Хотя, возможно, это было всего лишь демонстрацией ее безмерного эгоизма, придуманной ею болезнью, комедией, которую она разыгрывала для себя самой и окружающих. По аллеям вокруг Виндзорского или Букингемского дворцов она прогуливалась исключительно в карете, запряженной пони или осликом, но в 1890 году в Бальморале еще танцевала кадриль со своим внуком Эдци, наследником британской короны. «Я прекрасно с этим справилась», — с гордостью записала она в дневнике тем же вечером.
Главное же — ей удалось вновь обрести душевный покой, оправиться от потери Альберта, «ее дорогого ангела», после смерти которого она, чтобы уснуть, крепко прижимала к себе его халат. В газетах появились фотографии, на которых она улыбалась, что было совершенно немыслимым еще несколько лет назад. В одной из своих критических статей, посвященных театру, Бернард Шоу — социалист, между прочим — не поскупился на похвалы в ее адрес: «Вы только подумайте о той юной девушке, какой она была семьдесят лет назад: семья, наставники, церковь, слуги и вообще все вокруг только и делали, что систематически и самозабвенно лгали ей... Каждый из портретов “королевы-девочки” образца 1837 года из тех, что можно видеть во всех витринах, в 1897 году должен вызывать у этой же самой королевы желание выскочить из своей кареты, чтобы написать под ним: прошу вас, помните, что сегодня любая машинистка с зарплатой в восемьдесят шиллингов в неделю в десять раз более образованна и сведуща в жизни, чем та несчастная в момент, когда на ее голову свалилась корона и когда ей пришлось править страной, полагаясь лишь на свой природный ум.
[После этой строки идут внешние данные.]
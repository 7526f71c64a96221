//! Frame scheduling
//!
//! A frame is one `tick` followed by one `draw`, each run to completion.
//! The scheduler keeps going until its [`StopHandle`] fires; nothing else
//! ends a run.

use std::sync::atomic::{AtomicBool, Ordering};
use std::sync::Arc;

/// Cloneable stop signal shared between a scheduler and whoever owns the host.
#[derive(Debug, Clone, Default)]
pub struct StopHandle {
    stopped: Arc<AtomicBool>,
}

impl StopHandle {
    pub fn stop(&self) {
        self.stopped.store(true, Ordering::Release);
    }

    pub fn is_stopped(&self) -> bool {
        self.stopped.load(Ordering::Acquire)
    }
}

#[derive(Debug, Clone, Copy, PartialEq, Eq)]
pub enum FrameStatus {
    /// The frame ran; ask the host for another one
    Continue,
    /// The stop handle fired; nothing ran
    Stopped,
}

#[derive(Debug, Default)]
pub struct FrameScheduler {
    stop: StopHandle,
    frames: u64,
}

impl FrameScheduler {
    pub fn new() -> Self {
        Self::default()
    }

    pub fn stop_handle(&self) -> StopHandle {
        self.stop.clone()
    }

    /// Frames completed so far
    pub fn frames(&self) -> u64 {
        self.frames
    }

    /// Run a single frame. Meant to be called by a host once per presented
    /// frame (e.g. on a redraw request).
    pub fn frame<S, T, D, E>(&mut self, state: &mut S, tick: T, draw: D) -> Result<FrameStatus, E>
    where
        T: FnOnce(&mut S),
        D: FnOnce(&S) -> Result<(), E>,
    {
        self.frame_with_target(state, || Ok(()), tick, |state, ()| draw(state))
    }

    /// Like [`frame`](Self::frame), but first acquires the draw target.
    ///
    /// If `acquire` fails the error is returned and `tick` is not called, so
    /// the state never advances past what was last drawn.
    pub fn frame_with_target<S, G, A, T, D, E>(
        &mut self,
        state: &mut S,
        acquire: A,
        tick: T,
        draw: D,
    ) -> Result<FrameStatus, E>
    where
        A: FnOnce() -> Result<G, E>,
        T: FnOnce(&mut S),
        D: FnOnce(&S, G) -> Result<(), E>,
    {
        if self.stop.is_stopped() {
            return Ok(FrameStatus::Stopped);
        }

        let target = acquire()?;
        tick(state);
        draw(state, target)?;
        self.frames += 1;

        Ok(FrameStatus::Continue)
    }

    /// Run frames back to back until stopped. Returns the number of frames
    /// completed by this call. A draw error ends the run and is returned.
    pub fn run<S, T, D, E>(&mut self, state: &mut S, mut tick: T, mut draw: D) -> Result<u64, E>
    where
        T: FnMut(&mut S),
        D: FnMut(&S) -> Result<(), E>,
    {
        let start = self.frames;
        log::debug!("Scheduler run started");

        while self.frame(state, &mut tick, &mut draw)? == FrameStatus::Continue {}

        let completed = self.frames - start;
        log::info!("Scheduler stopped after {} frames", completed);
        Ok(completed)
    }
}

#[cfg(test)]
mod tests {
    use super::*;

    #[test]
    fn test_tick_runs_before_draw() {
        let mut scheduler = FrameScheduler::new();
        let mut events: Vec<&str> = Vec::new();
        let mut seen_by_draw = Vec::new();

        let status = scheduler
            .frame(
                &mut events,
                |events| events.push("tick"),
                |events| {
                    seen_by_draw.push(events.clone());
                    Ok::<(), ()>(())
                },
            )
            .unwrap();

        assert_eq!(status, FrameStatus::Continue);
        assert_eq!(seen_by_draw, vec![vec!["tick"]]);
        assert_eq!(scheduler.frames(), 1);
    }

    #[test]
    fn test_stopped_scheduler_runs_nothing() {
        let mut scheduler = FrameScheduler::new();
        scheduler.stop_handle().stop();

        let mut ticks = 0u32;
        let status = scheduler
            .frame(&mut ticks, |t| *t += 1, |_| Ok::<(), ()>(()))
            .unwrap();

        assert_eq!(status, FrameStatus::Stopped);
        assert_eq!(ticks, 0);
        assert_eq!(scheduler.frames(), 0);
    }

    #[test]
    fn test_run_until_stop_handle_fires() {
        let mut scheduler = FrameScheduler::new();
        let stop = scheduler.stop_handle();

        let mut ticks = 0u32;
        let frames = scheduler
            .run(
                &mut ticks,
                |t| *t += 1,
                |t| {
                    if *t == 25 {
                        stop.stop();
                    }
                    Ok::<(), ()>(())
                },
            )
            .unwrap();

        assert_eq!(frames, 25);
        assert_eq!(ticks, 25);
        assert!(scheduler.stop_handle().is_stopped());
    }

    #[test]
    fn test_draw_error_ends_run() {
        let mut scheduler = FrameScheduler::new();

        let mut ticks = 0u32;
        let result = scheduler.run(
            &mut ticks,
            |t| *t += 1,
            |t| if *t == 3 { Err("surface lost") } else { Ok(()) },
        );

        assert_eq!(result, Err("surface lost"));
        assert_eq!(ticks, 3);
        assert_eq!(scheduler.frames(), 2);
    }

    #[test]
    fn test_failed_acquire_does_not_tick() {
        let mut scheduler = FrameScheduler::new();

        let mut ticks = 0u32;
        let result = scheduler.frame_with_target(
            &mut ticks,
            || Err::<(), _>("surface outdated"),
            |t| *t += 1,
            |_, ()| Ok(()),
        );

        assert_eq!(result, Err("surface outdated"));
        assert_eq!(ticks, 0);
        assert_eq!(scheduler.frames(), 0);
    }

    #[test]
    fn test_target_reaches_draw_after_tick() {
        let mut scheduler = FrameScheduler::new();

        let mut ticks = 0u32;
        let mut drawn = Vec::new();
        for _ in 0..2 {
            let status = scheduler
                .frame_with_target(
                    &mut ticks,
                    || Ok::<_, ()>("texture"),
                    |t| *t += 1,
                    |t, target| {
                        drawn.push((*t, target));
                        Ok(())
                    },
                )
                .unwrap();
            assert_eq!(status, FrameStatus::Continue);
        }

        assert_eq!(drawn, vec![(1, "texture"), (2, "texture")]);
        assert_eq!(u64::from(ticks), scheduler.frames());
    }

    #[test]
    fn test_stopped_scheduler_does_not_acquire() {
        let mut scheduler = FrameScheduler::new();
        scheduler.stop_handle().stop();

        let mut acquired = false;
        let status = scheduler
            .frame_with_target(
                &mut (),
                || {
                    acquired = true;
                    Ok::<_, ()>(())
                },
                |_| {},
                |_, ()| Ok(()),
            )
            .unwrap();

        assert_eq!(status, FrameStatus::Stopped);
        assert!(!acquired);
    }

    #[test]
    fn test_stop_handle_is_shared_across_threads() {
        let handle = StopHandle::default();
        let remote = handle.clone();

        std::thread::spawn(move || remote.stop())
            .join()
            .unwrap();

        assert!(handle.is_stopped());
    }
}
Поверьте мне, невозможно прожить семьдесят восемь лет, не узнав того, о чем королевы никогда не говорят в мелодрамах, разыгрываемых на подмостках театра “Адельфи”».
Когда королевская карета возвращалась в Букингемский дворец, какой-то человек прямо перед ней упал с дерева — и это был единственный несчастный случай, произошедший в этот знаменательный день. В преддверии его королева не раз писала своему министру внутренних дел. Она опасалась, как бы во время праздничных мероприятий не произошло несчастья вроде давки в Москве, случившейся во время коронации Алике и Николая II, когда затоптали три тысячи русских [4], или вроде недавнего пожара на благотворительной ярмарке в Париже, где заживо сгорело двести человек.